With the Banach isomorphism theorem i proved that $ (F, \| \|_{ L^2} ) \cong (F, \| \|_{ \infty} ) $ and so both norms are equivalent on F.

3) Suppose that $ ( \varphi_n)_{1 \leq n \leq N} $ is a orthonormal subset in $ (F, \| \|_{ L^2} ). $ For all $ y \in [0,1] $ we consider ,

$ f_y : x \in [0,1] \mapsto \sum_{n=1}^N \varphi_n(x) \varphi_n(y) $

a) for $ y \in [0,1] $ compute $ \| f_y \|_{ L^2} . $

b) for $ y \in [0,1] $ find a lower bound to $ \| f_y \|_{ \infty} . $

4) Conclude that F is finite dimensional.

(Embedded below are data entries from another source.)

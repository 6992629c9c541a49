//! The api object produced by [`create_api`]: reducer, middleware, and
//! per-endpoint initiate/select operations.
//!
//! The reducer owns the api sub-state
//! `{ queries, mutations, provided, subscriptions }` mounted at the
//! configured reducer path. The middleware drives everything that is not a
//! pure state transition: tag invalidation after mutations, retention
//! eviction timers, focus refetch, and aborting abandoned in-flight
//! requests. Requests themselves run as thunks the engine dispatches
//! internally.

use std::collections::{HashMap, HashSet};
use std::sync::atomic::{AtomicU64, Ordering};
use std::sync::{Arc, Mutex};
use std::time::Duration;

use serde::{Deserialize, Serialize};
use serde_json::{json, Map, Value};
use tokio::sync::watch;
use tokio::task::AbortHandle;
use tokio_util::sync::CancellationToken;
use uuid::Uuid;

use crate::action::{Action, ActionMeta, RequestStatus};
use crate::async_state::now_millis;
use crate::error::QueryError;
use crate::middleware::{Middleware, MiddlewareApi, NextFn};
use crate::query::base_query::{BaseQuery, BaseQueryApi};
use crate::query::endpoint::{EndpointBuilder, EndpointDef, MutationDef, QueryDef};
use crate::query::key::cache_key;
use crate::query::state::{CacheEntry, QueryStatus, Tag};
use crate::reducer::SliceReducer;
use crate::store::{DispatchFn, Dispatched, Op, StateRef, Thunk, ThunkContext};

const EXTRA_CACHE_KEY: &str = "cacheKey";
const EXTRA_ENDPOINT: &str = "endpointName";
const EXTRA_MUTATION_KEY: &str = "mutationKey";
const EXTRA_PROVIDED: &str = "providedTags";
const EXTRA_INVALIDATES: &str = "invalidatesTags";
const GENERAL_BUCKET: &str = "__general__";

/// Options for [`create_api`].
pub struct ApiOptions {
    pub reducer_path: String,
    pub base_query: Arc<dyn BaseQuery>,
    pub tag_types: Vec<String>,
    /// Retention window after the last subscriber leaves, in seconds.
    pub keep_unused_data_for: f64,
}

impl ApiOptions {
    pub fn new(reducer_path: impl Into<String>, base_query: Arc<dyn BaseQuery>) -> Self {
        Self {
            reducer_path: reducer_path.into(),
            base_query,
            tag_types: Vec::new(),
            keep_unused_data_for: 60.0,
        }
    }

    pub fn with_tag_types(mut self, tag_types: Vec<String>) -> Self {
        self.tag_types = tag_types;
        self
    }

    pub fn with_keep_unused_data_for(mut self, seconds: f64) -> Self {
        self.keep_unused_data_for = seconds;
        self
    }
}

/// Per-initiate behavior knobs.
#[derive(Debug, Clone)]
pub struct InitiateOptions {
    /// Register a subscription (refcount) for this caller.
    pub subscribe: bool,
    /// Skip the cache and always start a request.
    pub force: bool,
    /// Refetch on mount when the entry is older than `stale_time_ms`.
    pub refetch_on_mount: bool,
    /// Staleness threshold for `refetch_on_mount`; `None` means always
    /// stale.
    pub stale_time_ms: Option<i64>,
}

impl Default for InitiateOptions {
    fn default() -> Self {
        Self {
            subscribe: true,
            force: false,
            refetch_on_mount: false,
            stale_time_ms: None,
        }
    }
}

#[derive(Debug, Clone, Default, Serialize, Deserialize)]
struct ApiState {
    #[serde(default)]
    queries: Map<String, Value>,
    #[serde(default)]
    mutations: Map<String, Value>,
    #[serde(default)]
    provided: Map<String, Value>,
    #[serde(default)]
    subscriptions: Map<String, Value>,
}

So i found $ \| f_y \|_{ L^2} = (\sum_{n=1}^N \varphi_n^2(y))^{1/2} $

And $ \varphi_i (y) \leq \| f_y \|_{ L^2} \leq \| f_y \|_{ \infty} . \forall i $


How do i conclude that F is finite dimensional ?

I tried using the Riesz Lemma (compactness of unit ball thus finite dimensional) without any success. I know that $ L^2 $ is a separable Hilbert Space hence it has a countable Hilbert basis but i'm not sure if that helps here.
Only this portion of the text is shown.